Babenhausen - Die Stadtverordnetenversammlung hat mehrheitlich den beabsichtigten Quarzkies-Tagebau der Schumann & Hardt GmbH & Co. KG beim Akazienhof abgesegnet. Die Firma will in den nächsten 30 Jahren auf 26 Hektar Fläche Kies gewinnen. Von Stefan Scharkopf

Dem Rahmenbetriebsplan haben SPD, FDP, FWB und Teile der CDU zugestimmt. Grüne, Ingrid Schumacher („Bürger“) und einige Unions-Abgeordnete lehnen das Vorhaben ab. Der Rahmenbetriebsplan dient der längerfristigen Absicherung der Firma und verschafft der Bergbehörde beim Regierungspräsidium einen Überblick über Vorhaben, Durchführung und den zeitlichen Ablauf. Über die Zulassung des Rahmenbetriebsplans wird in einem Planfeststellungsverfahren entschieden, also mit Öffentlichkeitsbeteiligung.

Die Befürworter erinnerten dran, dass das Stadtparlament zur Stellungnahme zum Rahmenbetriebsplan aufgefordert werde. Eine Grundsatzentscheidung zur Ausweisung von Kiesabbauflächen für die Hardt KG sei bereits 1995 gefallen, als das Okay für den weiteren Abbau fiel.

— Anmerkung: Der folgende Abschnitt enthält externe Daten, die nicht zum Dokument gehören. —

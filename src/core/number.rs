// src/core/number.rs
//
// Tolerant number parsing for currency-formatted cells ("1,234.56 $", "-3.5 €").

/// Keep only `[0-9.-]` from the trimmed input and parse what is left.
///
/// The kept characters are parsed as a leading float: "1.2.3" → 1.2,
/// "12-5" → 12. `None` when nothing numeric can be read ("abc", "-", ".").
pub fn to_number(s: Option<&str>) -> Option<f64> {
    let kept: String = s?
        .trim()
        .chars()
        .filter(|c| c.is_ascii_digit() || *c == '.' || *c == '-')
        .collect();

    if kept.is_empty() {
        return None;
    }
    parse_leading_float(&kept)
}

/// Longest prefix of `s` that reads as `-?digits[.digits]`.
fn parse_leading_float(s: &str) -> Option<f64> {
    let b = s.as_bytes();
    let mut end = 0usize;
    if b.first() == Some(&b'-') { end = 1; }

    let int_start = end;
    while end < b.len() && b[end].is_ascii_digit() { end += 1; }
    let mut digits = end - int_start;

    if end < b.len() && b[end] == b'.' {
        let frac_start = end + 1;
        let mut frac_end = frac_start;
        while frac_end < b.len() && b[frac_end].is_ascii_digit() { frac_end += 1; }
        if frac_end > frac_start || digits > 0 {
            digits += frac_end - frac_start;
            end = frac_end;
        }
    }

    if digits == 0 {
        return None;
    }
    s[..end].trim_end_matches('.').parse::<f64>().ok()
}

#[cfg(test)]
mod tests {
    use super::*;

    #[test]
    fn absent_in_absent_out() {
        assert_eq!(to_number(None), None);
    }

    #[test]
    fn strips_currency_and_separators() {
        assert_eq!(to_number(Some("$1,234.56")), Some(1234.56));
        assert_eq!(to_number(Some("  2.50 € ")), Some(2.5));
        assert_eq!(to_number(Some("-3.5")), Some(-3.5));
    }

    #[test]
    fn nothing_numeric_is_none() {
        assert_eq!(to_number(Some("abc")), None);
        assert_eq!(to_number(Some("")), None);
        assert_eq!(to_number(Some("-")), None);
        assert_eq!(to_number(Some(".")), None);
    }

    #[test]
    fn reads_leading_float_only() {
        assert_eq!(to_number(Some("1.2.3")), Some(1.2));
        assert_eq!(to_number(Some("12-5")), Some(12.0));
        assert_eq!(to_number(Some(".5")), Some(0.5));
        assert_eq!(to_number(Some("7.")), Some(7.0));
    }
}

Die Kritiker sahen in der Abstimmung mehr als einen formalen Akt; es gehe nach 16 Jahren erneut um Grundsätzliches. Frank Ludwig Diehl (Grüne) sagte, die Entscheidung widerspreche einer nachhaltigen Stadtpolitik. Flächen für Landwirtschaft und Lebensmittelerzeugung gingen für immer verloren und Existenzen der Landwirte würden gefährdet, Grundwasserflächen offen gelegt und der Schutz und die Neubildung des Grundwassers als Trinkwasserreserve vernachlässigt. Im aktuell zur Genehmigung beim RP vorliegenden Regionalen Flächennutzungsplan seien für Babenhausen 120 Hektar als Gebiete zum Abbau von Rohstoffen vorgesehen: „Es kann nicht gemeint sein, dass alle Flächen ausgekiest werden.“ Vor einigen Jahren seien an anderen Stelle bereits 40 Hektar zur Kiesgewinnung ausgewiesen worden. Diehl: „Die Stadt hat ihren Beitrag geleistet.“

Die Grünen wollten den Beschluss von 1995 aufheben lassen - abgelehnt.

Ingrid Schumacher hielt es für opportun, nach 16 Jahren seine Meinung zu ändern, zumal bei einem solchen Projekt. Außerdem müsse man auch die 97 Einsprüche berücksichtigen, die bei der öffentlichen Beteiligung eingegangen seien.

Die CDU-Parlamentarier stimmten unterschiedlich ab, wie es auch Fraktionschef Friedel Sahm im Vorfeld angekündigt hatte. Die einen fühlten sich gebunden an den Beschluss von 1995 und wollten die Verlässlichkeit der Politik demonstrieren. Andere Fraktionsmitglieder bewerteten die Sachlage anders. Der Schutz der Naturlandschaft, der Bodenflächen und des Nahrungsmittels Grundwasser sei heute bedeutender geworden.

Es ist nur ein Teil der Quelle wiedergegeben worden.